Grey or white hair develops with advancing age in an entirely natural ageing process which results in the generation of less and less colour pigments. Researchers of the Johannes Gutenberg University Mainz in Germany and the University of Bradford in Great Britain have now unlocked the secret of hair turning white or grey in old age. According to them, free oxygen radicals are significantly involved in the loss of hair colour. 'The originator of the entire process is hydrogen peroxide, which we also know as a bleaching agent,' explains Professor Heinz Decker of the Institute of Biophysics at Mainz University. 'With advancing age, hydrogen peroxide builds up in larger amounts in the hair follicle and ultimately inhibits the synthesis of the colour pigment melanin.' The biophysicists in Mainz together with dermatologists from Bradford have revealed the molecular mechanisms of this process for the first time, and they published their findings in the professional journal The FASEB Journal.
Hydrogen peroxide - or H2O2 by its the chemical formula - is a by-product of metabolism, and as such it is generated in small amounts throughout the human body, consequently also in hair follicles. With increasing age, the quantity builds up, because the human body can no longer keep up neutralising the hydrogen peroxide using the enzyme catalyse, which breaks down hydrogen peroxide into its two components water and oxygen. In their work, the scientists showed that in ageing cells this enzyme is still present but in very limited concentration. This has dramatic consequences. Hydrogen peroxide attacks the enzyme tyrosinase by oxidising an amino acid, methionine, at the active site. As a consequence, this key enzyme, which normally starts the synthesising pathway of the colouring pigment melanin, does not function anymore. 'We now know the specific molecular dynamic that underlies this process,' elucidates Decker. The scientists at the Institute of Biophysics at Mainz University have been working for about ten years already on research concerning tyrosinases, which are enzymes present in all organisms and performing a variety of functions. In computer simulations that helped to reveal the molecular mechanisms, the biophysicists were supported by the newly established research focus on 'Computer-based Research Methods in the Natural Sciences' at Johannes Gutenberg University Mainz.

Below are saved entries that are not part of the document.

// This file is Copyright its original authors, visible in version control
// history.
//
// This file is licensed under the Apache License, Version 2.0 <LICENSE-APACHE
// or http://www.apache.org/licenses/LICENSE-2.0> or the MIT license
// <LICENSE-MIT or http://opensource.org/licenses/MIT>, at your option.
// You may not use this file except in accordance with one or both of these
// licenses.

//! Bookkeeping for why we hold each outgoing HTLC, so that a downstream settlement can be
//! delivered back to whatever caused us to send it.
//!
//! The persisted ("cold") [`Origin`] carries only the fields needed to resolve a downstream
//! result upstream. The in-memory ("hot") reply endpoint cannot cross a persistence boundary;
//! it lives in a sibling [`ReplyRegistry`] keyed by the cold form and is rebuilt from in-flight
//! command context on restart. Serializing channel state therefore always yields cold origins,
//! and a deserialized channel answers commands again as soon as the host re-registers senders.

use crate::ln::ChannelId;
use crate::ln::msgs::DecodeError;
use crate::util::errors::APIError;
use crate::util::ser::{Readable, Writeable, Writer};

use std::collections::HashMap;
use std::io::Read;
use std::sync::mpsc::Sender;

/// Why we offered an HTLC on this channel: the cold, persistable form.
#[derive(Clone, Debug, PartialEq, Eq, Hash)]
pub enum Origin {
	/// A payment initiated by a local command, identified by the id the caller picked.
	Local {
		/// The caller-assigned payment id.
		id: [u8; 16],
	},
	/// An HTLC relayed from a single upstream channel.
	Relayed {
		/// The channel the upstream HTLC arrived on.
		original_channel_id: ChannelId,
		/// The upstream HTLC's id on that channel.
		original_htlc_id: u64,
		/// The upstream HTLC amount; the difference with `amount_out_msat` is our fee.
		amount_in_msat: u64,
		/// The amount we forwarded.
		amount_out_msat: u64,
	},
	/// A trampoline payment aggregated from several upstream HTLCs.
	TrampolineRelayed {
		/// The upstream (channel, htlc id) pairs this payment aggregates.
		incoming: Vec<(ChannelId, u64)>,
	},
}

impl Origin {
	/// The identity of this origin in the hot reply lookup: the serialized cold form, which is
	/// stable across a persist/restore round-trip by construction.
	pub fn key(&self) -> OriginKey {
		OriginKey(self.encode())
	}
}

impl Writeable for Origin {
	fn write<W: Writer>(&self, w: &mut W) -> Result<(), ::std::io::Error> {
		match *self {
			Origin::Local { ref id } => {
				0u8.write(w)?;
				id.write(w)?;
			},
			Origin::Relayed { ref original_channel_id, ref original_htlc_id, ref amount_in_msat, ref amount_out_msat } => {
				1u8.write(w)?;
				original_channel_id.write(w)?;
				original_htlc_id.write(w)?;
				amount_in_msat.write(w)?;
				amount_out_msat.write(w)?;
			},
			Origin::TrampolineRelayed { ref incoming } => {
				2u8.write(w)?;
				(incoming.len() as u16).write(w)?;
				for (chan, htlc) in incoming.iter() {
					chan.write(w)?;
					htlc.write(w)?;
				}
			},
		}
		Ok(())
	}
}

impl Readable for Origin {
	fn read<R: Read>(r: &mut R) -> Result<Self, DecodeError> {
		Ok(match <u8 as Readable>::read(r)? {
			0 => Origin::Local { id: Readable::read(r)? },
			1 => Origin::Relayed {
				original_channel_id: Readable::read(r)?,
				original_htlc_id: Readable::read(r)?,
				amount_in_msat: Readable::read(r)?,
				amount_out_msat: Readable::read(r)?,
			},
			2 => {
				let len: u16 = Readable::read(r)?;
				let mut incoming = Vec::with_capacity(::std::cmp::min(len as usize, 483));
				for _ in 0..len {
					incoming.push((Readable::read(r)?, Readable::read(r)?));
				}
				Origin::TrampolineRelayed { incoming }
			},
			_ => return Err(DecodeError::InvalidValue),
		})
	}
}

/// The lookup key tying a hot reply endpoint to a cold origin.
#[derive(Clone, Debug, PartialEq, Eq, Hash)]
pub struct OriginKey(Vec<u8>);

/// The response delivered to the originator of a channel command.
#[derive(Clone, Debug, PartialEq)]
pub enum CommandResponse {
	/// The command took effect.
	Success,
	/// The command was rejected or the operation it started failed.
	Failure(APIError),
	/// The introspection data a GetInfo command asked for.
	Info {
		/// The current state's name.
		state: String,
		/// Our balance, in millisatoshi, zero before the channel is funded.
		local_balance_msat: u64,
		/// The counterparty's balance, in millisatoshi.
		remote_balance_msat: u64,
	},
}

/// The hot side of origin tracking: reply endpoints for in-flight commands, keyed by cold
/// origin. Never persisted; the host re-registers endpoints after a restart.
#[derive(Default)]
pub struct ReplyRegistry {
	replies: HashMap<OriginKey, Sender<CommandResponse>>,
}

impl ReplyRegistry {
	/// A registry with no endpoints, as constructed on startup.
	pub fn new() -> Self {
		ReplyRegistry { replies: HashMap::new() }
	}

	/// Registers the reply endpoint for an origin, replacing any earlier one.
	pub fn register(&mut self, origin: &Origin, sender: Sender<CommandResponse>) {
		self.replies.insert(origin.key(), sender);
	}

	/// Delivers a response to an origin's endpoint, dropping the registration.
	///
	/// Returns false if no endpoint was registered (eg after a restart with no re-registration),
	/// in which case the response is only observable through the payments database.
	pub fn respond(&mut self, origin: &Origin, response: CommandResponse) -> bool {
		if let Some(sender) = self.replies.remove(&origin.key()) {
			// A dropped receiver means the originator stopped listening, which is their choice.
			sender.send(response).is_ok()
		} else {
			false
		}
	}

	/// Fails every registered endpoint, used on force-close.
	pub fn fail_all(&mut self, err: APIError) {
		for (_, sender) in self.replies.drain() {
			let _ = sender.send(CommandResponse::Failure(err.clone()));
		}
	}

	/// The number of in-flight registrations.
	pub fn len(&self) -> usize {
		self.replies.len()
	}
}

#[cfg(test)]
mod tests {
	use super::*;
	use std::io::Cursor;
	use std::sync::mpsc::channel;

	#[test]
	fn cold_origin_round_trip() {
		let origins = vec![
			Origin::Local { id: [3; 16] },
			Origin::Relayed {
				original_channel_id: ChannelId([1; 32]),
				original_htlc_id: 7,
				amount_in_msat: 1_000_100,
				amount_out_msat: 1_000_000,
			},
			Origin::TrampolineRelayed { incoming: vec![(ChannelId([2; 32]), 1), (ChannelId([4; 32]), 9)] },
		];
		for origin in origins {
			let read: Origin = Readable::read(&mut Cursor::new(origin.encode())).unwrap();
			assert_eq!(read, origin);
			assert_eq!(read.key(), origin.key());
		}
	}

	#[test]
	fn replies_are_hot_only() {
		let origin = Origin::Local { id: [9; 16] };
		let mut registry = ReplyRegistry::new();
		let (tx, rx) = channel();
		registry.register(&origin, tx);

		// A "restarted" registry rebuilt from the cold form alone has no endpoint.
		let mut restarted = ReplyRegistry::new();
		let read: Origin = Readable::read(&mut Cursor::new(origin.encode())).unwrap();
		assert!(!restarted.respond(&read, CommandResponse::Success));

		// The original registry delivers, once.
		assert!(registry.respond(&origin, CommandResponse::Success));
		assert_eq!(rx.try_recv().unwrap(), CommandResponse::Success);
		assert!(!registry.respond(&origin, CommandResponse::Success));
	}

	#[test]
	fn fail_all_notifies_every_origin() {
		let mut registry = ReplyRegistry::new();
		let (tx1, rx1) = channel();
		let (tx2, rx2) = channel();
		registry.register(&Origin::Local { id: [1; 16] }, tx1);
		registry.register(&Origin::Local { id: [2; 16] }, tx2);
		registry.fail_all(APIError::ChannelUnavailable { err: "force-closed".to_owned() });
		assert!(matches!(rx1.try_recv().unwrap(), CommandResponse::Failure(_)));
		assert!(matches!(rx2.try_recv().unwrap(), CommandResponse::Failure(_)));
		assert_eq!(registry.len(), 0);
	}
}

Oxidation by hydrogen peroxide not only interferes with the production of melanin, but also inhibits other enzymes that are needed for the repair of damaged proteins. As a result, a cascade of events is set off, at the end of which stands the gradual loss of pigments in the entire hair from its root to its tip. With this research work, the scientists from Mainz and Bradford not only solved - on a molecular level - the age-old riddle of why hair turns grey in old age, but also have pointed out approaches for future therapy of vitiligo, a skin pigment disorder. For melanin is not only the pigment in hair, but it is also responsible for colour in skin and eyes.
The researchers in Mainz were supported by the Collaborative Research Centre 490 'Mechanisms of Invasion and Persistence of Infectious Agents,' and the Research Training Group 1043 'Antigen-specific Immunotherapy,' both funded by the German Research Foundation (DFG).